Well, well. Joe Biden came screaming back with a big win in South Carolina and a huge showing during Super Tuesday this week.

It’s happy times all around for the Biden camp. And, because the digital stuff is a thing (remember how Facebook was so “helpful” in 2016?), the front-runner’s campaign is getting ahead of it.

SMS (or text, or IM … whichever you choose) is still an effective way to get in front of the electorate, and Biden’s team is keeping ahead of it with plenty of communication celebrating a heck of a week.

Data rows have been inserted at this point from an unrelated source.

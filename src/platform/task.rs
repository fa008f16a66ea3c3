//! Async platform loop: frames multiplexed against timer expiries.

use embassy_time::{Instant, Timer};
use futures_lite::future::or;
use log::warn;

use crate::app::ports::ReadingSource;
use crate::channels::PLATFORM_FRAMES;
use crate::link::io_task::OutboundLink;
use crate::link::message::Message;
use crate::link::transport::ByteTransport;

use super::Platform;

enum Wake {
    Frame(Message),
    Deadline,
}

/// Drive the platform machine forever.
pub async fn run<T: ByteTransport>(mut transport: T, mut source: impl ReadingSource) {
    let mut platform = Platform::new();
    let mut link = OutboundLink::new();

    loop {
        let wake = match platform.timers().next_deadline() {
            // Whichever fires first wins; the loser's wait is re-entered
            // next iteration.
            Some(deadline) => {
                or(
                    async { Wake::Frame(PLATFORM_FRAMES.receive().await) },
                    async {
                        Timer::at(deadline).await;
                        Wake::Deadline
                    },
                )
                .await
            }
            None => Wake::Frame(PLATFORM_FRAMES.receive().await),
        };

        let now = Instant::now();
        let result = match wake {
            Wake::Frame(msg) => platform.handle_frame(msg, now, &mut link),
            Wake::Deadline => platform.on_timer(now, &mut source, &mut link),
        };
        if let Err(err) = result {
            warn!("platform: send failed ({err}), frame dropped");
        }

        if let Err(err) = link.flush(&mut transport).await {
            warn!("platform: flush failed: {err:?}");
        }
    }
}
//! Host command line codec.
//!
//! The supervisory link carries plain newline- or carriage-return-
//! terminated tokens with no checksum — this channel is lower-assurance
//! by design.  Lines longer than the cap are force-terminated and
//! compared as-is, so an over-long token simply fails to match.

use heapless::Vec;

/// Hard cap on accumulated line bytes before a forced flush.
pub const LINE_CAP: usize = 6;

/// Commands the supervisory host can issue.
#[derive(Debug, Clone, Copy, PartialEq, Eq)]
pub enum HostCommand {
    /// `START` — begin the sensing session.
    Start,
    /// `RESET` — tear the session down and return to idle.
    Reset,
}

/// Streaming line decoder for the host link.  One per link, owned by the
/// task draining that link's bytes.
#[derive(Debug, Default)]
pub struct HostLineDecoder {
    buf: Vec<u8, LINE_CAP>,
}

impl HostLineDecoder {
    pub fn new() -> Self {
        Self::default()
    }

    /// Feed one byte; returns a command when a completed line matches a
    /// known token.  Unrecognized lines are silently discarded.
    pub fn push(&mut self, byte: u8) -> Option<HostCommand> {
        if byte == b'\n' || byte == b'\r' || self.buf.is_full() {
            let cmd = match self.buf.as_slice() {
                b"START" => Some(HostCommand::Start),
                b"RESET" => Some(HostCommand::Reset),
                _ => None,
            };
            self.buf.clear();
            cmd
        } else {
            // Capacity checked above; push cannot fail.
            let _ = self.buf.push(byte);
            None
        }
    }
}

#[cfg(test)]
mod tests {
    use super::*;

    fn feed(dec: &mut HostLineDecoder, line: &[u8]) -> Option<HostCommand> {
        let mut out = None;
        for &b in line {
            if let Some(cmd) = dec.push(b) {
                out = Some(cmd);
            }
        }
        out
    }

    #[test]
    fn start_and_reset_tokens() {
        let mut dec = HostLineDecoder::new();
        assert_eq!(feed(&mut dec, b"START\n"), Some(HostCommand::Start));
        assert_eq!(feed(&mut dec, b"RESET\r"), Some(HostCommand::Reset));
    }

    #[test]
    fn unknown_lines_are_discarded() {
        let mut dec = HostLineDecoder::new();
        assert_eq!(feed(&mut dec, b"HELLO\n"), None);
        assert_eq!(feed(&mut dec, b"start\n"), None); // case-sensitive
        assert_eq!(feed(&mut dec, b"\n"), None);
        // Decoder still works afterwards.
        assert_eq!(feed(&mut dec, b"START\n"), Some(HostCommand::Start));
    }

    #[test]
    fn overlong_line_is_force_flushed() {
        let mut dec = HostLineDecoder::new();
        // Seven bytes: the cap fires on the seventh, which is discarded,
        // and the six buffered bytes fail to match either token.
        assert_eq!(feed(&mut dec, b"STARTXY\n"), None);
        assert_eq!(feed(&mut dec, b"START\n"), Some(HostCommand::Start));
    }

    #[test]
    fn command_split_across_pushes() {
        let mut dec = HostLineDecoder::new();
        assert_eq!(feed(&mut dec, b"STA"), None);
        assert_eq!(feed(&mut dec, b"RT\n"), Some(HostCommand::Start));
    }
}
//! Reading aggregation.
//!
//! Classified readings overwrite their per-sensor slot; every third
//! reading (counted across all sensor types) the whole record flushes to
//! the indicator.  Slots persist across flushes so a slow sensor keeps
//! its last band lit; a session reset clears everything.

use crate::link::message::SensorTag;

use super::classify::Band;

/// Readings per indicator flush.
pub const BATCH_SIZE: u8 = 3;

/// One indicator band per sensor slot, indexed by
/// [`SensorTag::sensor_index`].
#[derive(Debug, Clone, Copy, PartialEq, Eq, Default)]
pub struct AggregatedRecord {
    pub slots: [Band; 3],
}

impl AggregatedRecord {
    /// Band currently held for `tag`, if it names a sensor.
    pub fn band_for(&self, tag: SensorTag) -> Option<Band> {
        tag.sensor_index().map(|i| self.slots[i])
    }
}

/// Batching accumulator between classification and the indicator.
#[derive(Debug, Default)]
pub struct Aggregator {
    record: AggregatedRecord,
    pending: u8,
}

impl Aggregator {
    pub fn new() -> Self {
        Self::default()
    }

    /// Fold one classified reading in; returns the record snapshot when
    /// this reading completes a batch.
    pub fn push(&mut self, tag: SensorTag, band: Band) -> Option<AggregatedRecord> {
        let idx = tag.sensor_index()?;
        self.record.slots[idx] = band;
        self.pending += 1;
        if self.pending == BATCH_SIZE {
            self.pending = 0;
            Some(self.record)
        } else {
            None
        }
    }

    /// Readings received since the last flush.
    pub fn pending(&self) -> u8 {
        self.pending
    }

    /// Drop all accumulated state (session teardown).
    pub fn reset(&mut self) {
        *self = Self::default();
    }
}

We acknowledge that this is a bit outside our normal lane here. But, here’s the thing, the latest message from the campaign reminds us of our mother (or another relative). Some of us here at Chez AgencySpy may or may not have grown up in an Italian household in New Jersey. Without veering into stereotypes, go ahead and envision what that may be like.

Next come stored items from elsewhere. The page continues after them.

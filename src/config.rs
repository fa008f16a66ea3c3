//! System configuration parameters
//!
//! All tunable parameters for the AquaSense link. The binary can override
//! the defaults from a JSON file; library consumers construct the struct
//! directly.

use serde::{Deserialize, Serialize};

/// Core system configuration
#[derive(Debug, Clone, Serialize, Deserialize)]
pub struct SystemConfig {
    // --- Sensor reporting periods ---
    /// Turbidity report period sent with the enable command (ms)
    pub turbidity_period_ms: u32,
    /// Microplastic report period sent with the enable command (ms)
    pub microplastic_period_ms: u32,
    /// Dissolved-oxygen report period sent with the enable command (ms)
    pub do_level_period_ms: u32,

    // --- Controller loop ---
    /// Cooperative yield inserted on every controller loop iteration (ms)
    pub loop_yield_ms: u64,

    // --- Simulation ---
    /// Seed for the simulated sensors' noise generator
    pub sensor_noise_seed: u32,
    /// How long the loopback demo lets telemetry flow before resetting (s)
    pub demo_telemetry_secs: u64,
}

impl Default for SystemConfig {
    fn default() -> Self {
        Self {
            // One report per second per sensor
            turbidity_period_ms: 1000,
            microplastic_period_ms: 1000,
            do_level_period_ms: 1000,

            loop_yield_ms: 100,

            sensor_noise_seed: 0x00C0_FFEE,
            demo_telemetry_secs: 10,
        }
    }
}

impl SystemConfig {
    /// The enable period for a given sensor tag, if it is a sensor.
    pub fn period_for(&self, tag: crate::link::SensorTag) -> Option<u32> {
        use crate::link::SensorTag;
        match tag {
            SensorTag::Turbidity => Some(self.turbidity_period_ms),
            SensorTag::Microplastic => Some(self.microplastic_period_ms),
            SensorTag::DOLevel => Some(self.do_level_period_ms),
            SensorTag::Controller | SensorTag::None => None,
        }
    }
}
//! Protocol message types shared by both endpoints.

/// Identifies the origin or target of a frame on the sensor link.
///
/// `None` is the sentinel for an unrecognized 5-character wire tag; it is
/// never transmitted and both endpoints ignore messages carrying it.
#[derive(Debug, Clone, Copy, PartialEq, Eq, Default)]
pub enum SensorTag {
    #[default]
    None,
    Controller,
    Turbidity,
    Microplastic,
    DOLevel,
}

impl SensorTag {
    /// The three physical sensor types, in slot order.
    pub const SENSORS: [SensorTag; 3] = [
        SensorTag::Turbidity,
        SensorTag::Microplastic,
        SensorTag::DOLevel,
    ];

    /// Map a 5-character wire tag to its identity.
    pub fn from_wire(tag: &[u8]) -> Self {
        match tag {
            b"CNTRL" => Self::Controller,
            b"TURBD" => Self::Turbidity,
            b"MCRPL" => Self::Microplastic,
            b"DOLEV" => Self::DOLevel,
            _ => Self::None,
        }
    }

    /// The 5-character wire tag, if this identity can appear on the wire.
    pub fn wire(self) -> Option<&'static str> {
        match self {
            Self::Controller => Some("CNTRL"),
            Self::Turbidity => Some("TURBD"),
            Self::Microplastic => Some("MCRPL"),
            Self::DOLevel => Some("DOLEV"),
            Self::None => None,
        }
    }

    /// Slot index for per-sensor bookkeeping (ack flags, record slots).
    pub fn sensor_index(self) -> Option<usize> {
        match self {
            Self::Turbidity => Some(0),
            Self::Microplastic => Some(1),
            Self::DOLevel => Some(2),
            Self::Controller | Self::None => None,
        }
    }

    /// Whether this tag names one of the three physical sensors.
    pub fn is_sensor(self) -> bool {
        self.sensor_index().is_some()
    }
}

/// Semantic meaning of the message-id field.
///
/// Id 2 is reserved and decodes to no kind; such frames are carried but
/// ignored by both endpoints.
#[derive(Debug, Clone, Copy, PartialEq, Eq)]
pub enum MessageKind {
    /// Enable / reset command (id 0).
    Command,
    /// Acknowledgment that a command took effect (id 1).
    Ack,
    /// Periodic data report (id 3).
    Data,
}

impl MessageKind {
    pub const fn id(self) -> u8 {
        match self {
            Self::Command => 0,
            Self::Ack => 1,
            Self::Data => 3,
        }
    }

    pub const fn from_id(id: u8) -> Option<Self> {
        match id {
            0 => Some(Self::Command),
            1 => Some(Self::Ack),
            3 => Some(Self::Data),
            _ => None,
        }
    }
}

/// A decoded protocol unit.
///
/// Constructed empty when the decoder sees a frame start and handed off
/// by value once complete.  `ready` is only ever set together with
/// `checksum_valid`.
#[derive(Debug, Clone, Copy, Default, PartialEq, Eq)]
pub struct Message {
    pub tag: SensorTag,
    /// Message id, 0..=99 (two wire digits).
    pub message_id: u8,
    /// Numeric payload magnitude, 0..=99_999_999 (eight wire digits).
    pub params: u32,
    /// Checksum value as carried in the frame.
    pub checksum: u8,
    /// True when `checksum` matched the running accumulator.
    pub checksum_valid: bool,
    /// True when the frame decoded completely and passed verification.
    pub ready: bool,
}

impl Message {
    /// Semantic kind of this message, if the id maps to one.
    pub fn kind(&self) -> Option<MessageKind> {
        MessageKind::from_id(self.message_id)
    }
}

/// A data-report payload re-tagged with its provenance, produced by the
/// controller once per accepted data frame and consumed by the
/// classification stage.
#[derive(Debug, Clone, Copy, PartialEq, Eq)]
pub struct ScaledReading {
    pub tag: SensorTag,
    /// Wire-scaled integer value (physical x100 for turbidity and DO).
    pub value: u32,
}
//! Async supervisory loop around the controller machine.

use embassy_time::Timer;
use futures_lite::future::or;
use log::warn;

use crate::app::ports::EventSink;
use crate::channels::{CONTROLLER_FRAMES, HOST_COMMANDS, PIPELINE};
use crate::config::SystemConfig;
use crate::link::host::HostCommand;
use crate::link::io_task::OutboundLink;
use crate::link::message::Message;
use crate::link::transport::ByteTransport;

use super::{Controller, InputInterest};

enum Input {
    Host(HostCommand),
    Frame(Message),
    /// Host-poll window elapsed with nothing to read.
    Tick,
}

/// Drive the controller machine forever.
///
/// `transport` is the outbound half of the sensor link; inbound bytes
/// arrive pre-decoded through the frame channel.
pub async fn run<T: ByteTransport>(
    mut transport: T,
    config: SystemConfig,
    mut events: impl EventSink,
) {
    let mut controller = Controller::new(&config);
    let mut link = OutboundLink::new();

    loop {
        let input = match controller.interest() {
            InputInterest::HostOnly => Input::Host(HOST_COMMANDS.receive().await),
            InputInterest::SensorOnly => Input::Frame(CONTROLLER_FRAMES.receive().await),
            InputInterest::SensorWithHostPoll => match HOST_COMMANDS.try_receive() {
                Ok(cmd) => Input::Host(cmd),
                // No host traffic: wait for a frame, but wake up at the
                // yield interval to poll the host channel again.
                Err(_) => {
                    or(
                        async { Input::Frame(CONTROLLER_FRAMES.receive().await) },
                        async {
                            Timer::after_millis(config.loop_yield_ms).await;
                            Input::Tick
                        },
                    )
                    .await
                }
            },
        };

        let outcome = match input {
            Input::Host(cmd) => controller.on_host_command(cmd, &mut link, &mut events),
            Input::Frame(msg) => Ok(controller.on_frame(msg, &mut events)),
            Input::Tick => Ok(None),
        };

        let to_pipeline = match outcome {
            Ok(msg) => msg,
            Err(err) => {
                warn!("controller: link fault ({err}), recovering");
                Some(controller.recover(&mut events))
            }
        };
        if let Some(msg) = to_pipeline {
            if PIPELINE.try_send(msg).is_err() {
                warn!("controller: pipeline queue full, dropping {msg:?}");
            }
        }

        if let Err(err) = link.flush(&mut transport).await {
            warn!("controller: flush failed: {err:?}");
        }
        Timer::after_millis(config.loop_yield_ms).await;
    }
}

Yeah, you got it. Here’s what Biden sent this morning:

 

So, not only does Joe have terrible timing (right in the middle of working on a colossal pile of work), but the tone of this thing is, if we might say, a bit off-putting. We can practically hear the “Doug, I haven’t heard from you yet!” shouted in Biden’s voice.

Okay, Joe! We get it. We didn’t get back to you. We’re BUSY HERE, MAN!

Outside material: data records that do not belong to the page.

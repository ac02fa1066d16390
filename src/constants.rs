// ABOUTME: Unit-conversion and calorie-formula coefficients for workout calculations
// ABOUTME: Single source of truth so formulas and tests never drift apart
//
// SPDX-License-Identifier: MIT OR Apache-2.0
// Copyright (c) 2025 Fittrack Contributors

//! Shared numeric constants for the workout calculator.

/// Unit conversions between sensor readings and report units
pub mod units {
    /// Meters in a kilometer.
    pub const M_IN_KM: f64 = 1000.0;

    /// Minutes in an hour.
    pub const MIN_IN_HOUR: f64 = 60.0;

    /// Distance covered by one step, meters (running and walking).
    pub const STEP_LENGTH_M: f64 = 0.65;

    /// Distance covered by one stroke, meters (swimming).
    pub const STROKE_LENGTH_M: f64 = 1.38;
}

/// Coefficients of the per-kind calorie formulas
pub mod calories {
    /// Running: multiplier applied to mean speed.
    pub const RUN_SPEED_MULTIPLIER: f64 = 18.0;

    /// Running: shift subtracted from the scaled mean speed.
    pub const RUN_SPEED_SHIFT: f64 = 20.0;

    /// Walking: multiplier applied to body weight.
    pub const WLK_WEIGHT_MULTIPLIER: f64 = 0.035;

    /// Walking: multiplier applied to the speed²/height term.
    pub const WLK_SPEED_HEIGHT_MULTIPLIER: f64 = 0.029;

    /// Swimming: shift added to mean speed.
    pub const SWM_SPEED_SHIFT: f64 = 1.1;

    /// Swimming: multiplier applied to body weight.
    pub const SWM_WEIGHT_MULTIPLIER: f64 = 2.0;
}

Yeah, we know the headline is a little harsh, but that’s what we were feeling this morning. If we wanted this kind of angst, there are plenty of people on our phones to call … that we’re related to.

Here’s the thing. Joe isn’t asking for money, per se. He wants us to fill out a survey (you can see it here if you wish) … by midnight. But which midnight, Joe? Some of us live on the West Coast. Do you mean midnight Pacific Time? Eastern Time? Greenwich Mean Time?

Of course, there’s the money ask at the end. Fine. Here are a few bucks.

Here’s a better idea. There’s a presidential campaign machine based in New York just sitting around. The person who started this multi-multi-multi-million dollar powerhouse has pretty much said that he’s willing to fork it on over to you. Sure, the survey is nice, and thanks for asking us about how you should think strategically from here on out, but it’s right there for you, Joe.

Meantime, get yourself to Wisconsin, Michigan, Ohio and Pennsylvania. The last person who ignored those states learned a little lesson—and here we are.